» **Raw data**:
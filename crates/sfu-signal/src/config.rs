//! Node configuration.
//!
//! Loaded from environment variables with sensible defaults; tests
//! inject a `HashMap` instead of touching the process environment.

use std::collections::HashMap;
use std::env;
use std::time::Duration;
use thiserror::Error;

use crate::cluster::Node;
use crate::errors::SignalError;

/// Default service tag this node advertises.
pub const DEFAULT_SERVICE: &str = "sfu";

/// Default service tag of the cluster event sink.
pub const DEFAULT_EVENT_SINK_SERVICE: &str = "islb";

/// Default gRPC bind address for the signaling service.
pub const DEFAULT_GRPC_BIND_ADDRESS: &str = "0.0.0.0:5551";

/// Default data center identifier.
pub const DEFAULT_DC: &str = "dc1";

/// Default discovery keep-alive interval in seconds.
pub const DEFAULT_KEEPALIVE_INTERVAL_SECONDS: u64 = 5;

/// Default node id prefix for auto-generated ids.
pub const DEFAULT_NODE_ID_PREFIX: &str = "sfu";

/// Signaling node configuration.
#[derive(Debug, Clone)]
pub struct Config {
    /// Unique identifier for this node. Auto-generated as
    /// `sfu-<hostname>-<uuid8>` when unset.
    pub node_id: String,

    /// Data center / zone identifier (default: "dc1").
    pub dc: String,

    /// Service tag advertised through discovery (default: "sfu").
    pub service: String,

    /// Service tag of the node consuming lifecycle events (default: "islb").
    pub event_sink_service: String,

    /// URL of the discovery backend.
    pub discovery_url: String,

    /// Signaling gRPC bind address (default: "0.0.0.0:5551").
    pub grpc_bind_address: String,

    /// Endpoint other nodes use to reach this one. Defaults to the
    /// bind address with an `http://` scheme.
    pub advertise_endpoint: String,

    /// Discovery keep-alive interval (default: 5s).
    pub keepalive_interval: Duration,
}

#[derive(Debug, Error)]
pub enum ConfigError {
    #[error("Missing required environment variable: {0}")]
    MissingEnvVar(String),

    #[error("Invalid configuration value: {0}")]
    InvalidValue(String),
}

impl From<ConfigError> for SignalError {
    fn from(err: ConfigError) -> Self {
        SignalError::Config(err.to_string())
    }
}

impl Config {
    /// Load configuration from environment variables.
    pub fn from_env() -> Result<Self, ConfigError> {
        Self::from_vars(&env::vars().collect())
    }

    /// Load configuration from a `HashMap` (for testing).
    pub fn from_vars(vars: &HashMap<String, String>) -> Result<Self, ConfigError> {
        let discovery_url = vars
            .get("SFU_DISCOVERY_URL")
            .ok_or_else(|| ConfigError::MissingEnvVar("SFU_DISCOVERY_URL".to_string()))?
            .clone();

        let dc = vars
            .get("SFU_DC")
            .cloned()
            .unwrap_or_else(|| DEFAULT_DC.to_string());

        let service = vars
            .get("SFU_SERVICE")
            .cloned()
            .unwrap_or_else(|| DEFAULT_SERVICE.to_string());

        let event_sink_service = vars
            .get("SFU_EVENT_SINK_SERVICE")
            .cloned()
            .unwrap_or_else(|| DEFAULT_EVENT_SINK_SERVICE.to_string());

        let grpc_bind_address = vars
            .get("SFU_GRPC_BIND_ADDRESS")
            .cloned()
            .unwrap_or_else(|| DEFAULT_GRPC_BIND_ADDRESS.to_string());

        let advertise_endpoint = vars
            .get("SFU_ADVERTISE_ENDPOINT")
            .cloned()
            .unwrap_or_else(|| format!("http://{grpc_bind_address}"));

        let keepalive_seconds = match vars.get("SFU_KEEPALIVE_INTERVAL_SECONDS") {
            Some(raw) => raw.parse().map_err(|_| {
                ConfigError::InvalidValue(format!(
                    "SFU_KEEPALIVE_INTERVAL_SECONDS must be an integer, got {raw:?}"
                ))
            })?,
            None => DEFAULT_KEEPALIVE_INTERVAL_SECONDS,
        };

        let node_id = vars.get("SFU_NODE_ID").cloned().unwrap_or_else(|| {
            let hostname = env::var("HOSTNAME").unwrap_or_else(|_| "unknown".to_string());
            let uuid_suffix = uuid::Uuid::new_v4().to_string();
            let short_suffix = uuid_suffix.get(..8).unwrap_or("00000000");
            format!("{DEFAULT_NODE_ID_PREFIX}-{hostname}-{short_suffix}")
        });

        Ok(Config {
            node_id,
            dc,
            service,
            event_sink_service,
            discovery_url,
            grpc_bind_address,
            advertise_endpoint,
            keepalive_interval: Duration::from_secs(keepalive_seconds),
        })
    }

    /// The identity this node advertises through discovery.
    pub fn local_node(&self) -> Node {
        Node {
            dc: self.dc.clone(),
            nid: self.node_id.clone(),
            service: self.service.clone(),
            endpoint: self.advertise_endpoint.clone(),
        }
    }
}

» **Task brief**: Each record shown above is to be given again exactly.

» **Answer to this task**:
filename crates/sfu-signal/src/config.rs
//! Node configuration.
//!
//! Loaded from environment variables with sensible defaults; tests
//! inject a `HashMap` instead of touching the process environment.

use std::collections::HashMap;
use std::env;
use std::time::Duration;
use thiserror::Error;

use crate::cluster::Node;
use crate::errors::SignalError;

/// Default service tag this node advertises.
pub const DEFAULT_SERVICE: &str = "sfu";

/// Default service tag of the cluster event sink.
pub const DEFAULT_EVENT_SINK_SERVICE: &str = "islb";

/// Default gRPC bind address for the signaling service.
pub const DEFAULT_GRPC_BIND_ADDRESS: &str = "0.0.0.0:5551";

/// Default data center identifier.
pub const DEFAULT_DC: &str = "dc1";

/// Default discovery keep-alive interval in seconds.
pub const DEFAULT_KEEPALIVE_INTERVAL_SECONDS: u64 = 5;

/// Default node id prefix for auto-generated ids.
pub const DEFAULT_NODE_ID_PREFIX: &str = "sfu";

/// Signaling node configuration.
#[derive(Debug, Clone)]
pub struct Config {
    /// Unique identifier for this node. Auto-generated as
    /// `sfu-<hostname>-<uuid8>` when unset.
    pub node_id: String,

    /// Data center / zone identifier (default: "dc1").
    pub dc: String,

    /// Service tag advertised through discovery (default: "sfu").
    pub service: String,

    /// Service tag of the node consuming lifecycle events (default: "islb").
    pub event_sink_service: String,

    /// URL of the discovery backend.
    pub discovery_url: String,

    /// Signaling gRPC bind address (default: "0.0.0.0:5551").
    pub grpc_bind_address: String,

    /// Endpoint other nodes use to reach this one. Defaults to the
    /// bind address with an `http://` scheme.
    pub advertise_endpoint: String,

    /// Discovery keep-alive interval (default: 5s).
    pub keepalive_interval: Duration,
}

#[derive(Debug, Error)]
pub enum ConfigError {
    #[error("Missing required environment variable: {0}")]
    MissingEnvVar(String),

    #[error("Invalid configuration value: {0}")]
    InvalidValue(String),
}

impl From<ConfigError> for SignalError {
    fn from(err: ConfigError) -> Self {
        SignalError::Config(err.to_string())
    }
}

impl Config {
    /// Load configuration from environment variables.
    pub fn from_env() -> Result<Self, ConfigError> {
        Self::from_vars(&env::vars().collect())
    }

    /// Load configuration from a `HashMap` (for testing).
    pub fn from_vars(vars: &HashMap<String, String>) -> Result<Self, ConfigError> {
        let discovery_url = vars
            .get("SFU_DISCOVERY_URL")
            .ok_or_else(|| ConfigError::MissingEnvVar("SFU_DISCOVERY_URL".to_string()))?
            .clone();

        let dc = vars
            .get("SFU_DC")
            .cloned()
            .unwrap_or_else(|| DEFAULT_DC.to_string());

        let service = vars
            .get("SFU_SERVICE")
            .cloned()
            .unwrap_or_else(|| DEFAULT_SERVICE.to_string());

        let event_sink_service = vars
            .get("SFU_EVENT_SINK_SERVICE")
            .cloned()
            .unwrap_or_else(|| DEFAULT_EVENT_SINK_SERVICE.to_string());

        let grpc_bind_address = vars
            .get("SFU_GRPC_BIND_ADDRESS")
            .cloned()
            .unwrap_or_else(|| DEFAULT_GRPC_BIND_ADDRESS.to_string());

        let advertise_endpoint = vars
            .get("SFU_ADVERTISE_ENDPOINT")
            .cloned()
            .unwrap_or_else(|| format!("http://{grpc_bind_address}"));

        let keepalive_seconds = match vars.get("SFU_KEEPALIVE_INTERVAL_SECONDS") {
            Some(raw) => raw.parse().map_err(|_| {
                ConfigError::InvalidValue(format!(
                    "SFU_KEEPALIVE_INTERVAL_SECONDS must be an integer, got {raw:?}"
                ))
            })?,
            None => DEFAULT_KEEPALIVE_INTERVAL_SECONDS,
        };

        let node_id = vars.get("SFU_NODE_ID").cloned().unwrap_or_else(|| {
            let hostname = env::var("HOSTNAME").unwrap_or_else(|_| "unknown".to_string());
            let uuid_suffix = uuid::Uuid::new_v4().to_string();
            let short_suffix = uuid_suffix.get(..8).unwrap_or("00000000");
            format!("{DEFAULT_NODE_ID_PREFIX}-{hostname}-{short_suffix}")
        });

        Ok(Config {
            node_id,
            dc,
            service,
            event_sink_service,
            discovery_url,
            grpc_bind_address,
            advertise_endpoint,
            keepalive_interval: Duration::from_secs(keepalive_seconds),
        })
    }

    /// The identity this node advertises through discovery.
    pub fn local_node(&self) -> Node {
        Node {
            dc: self.dc.clone(),
            nid: self.node_id.clone(),
            service: self.service.clone(),
            endpoint: self.advertise_endpoint.clone(),
        }
    }
}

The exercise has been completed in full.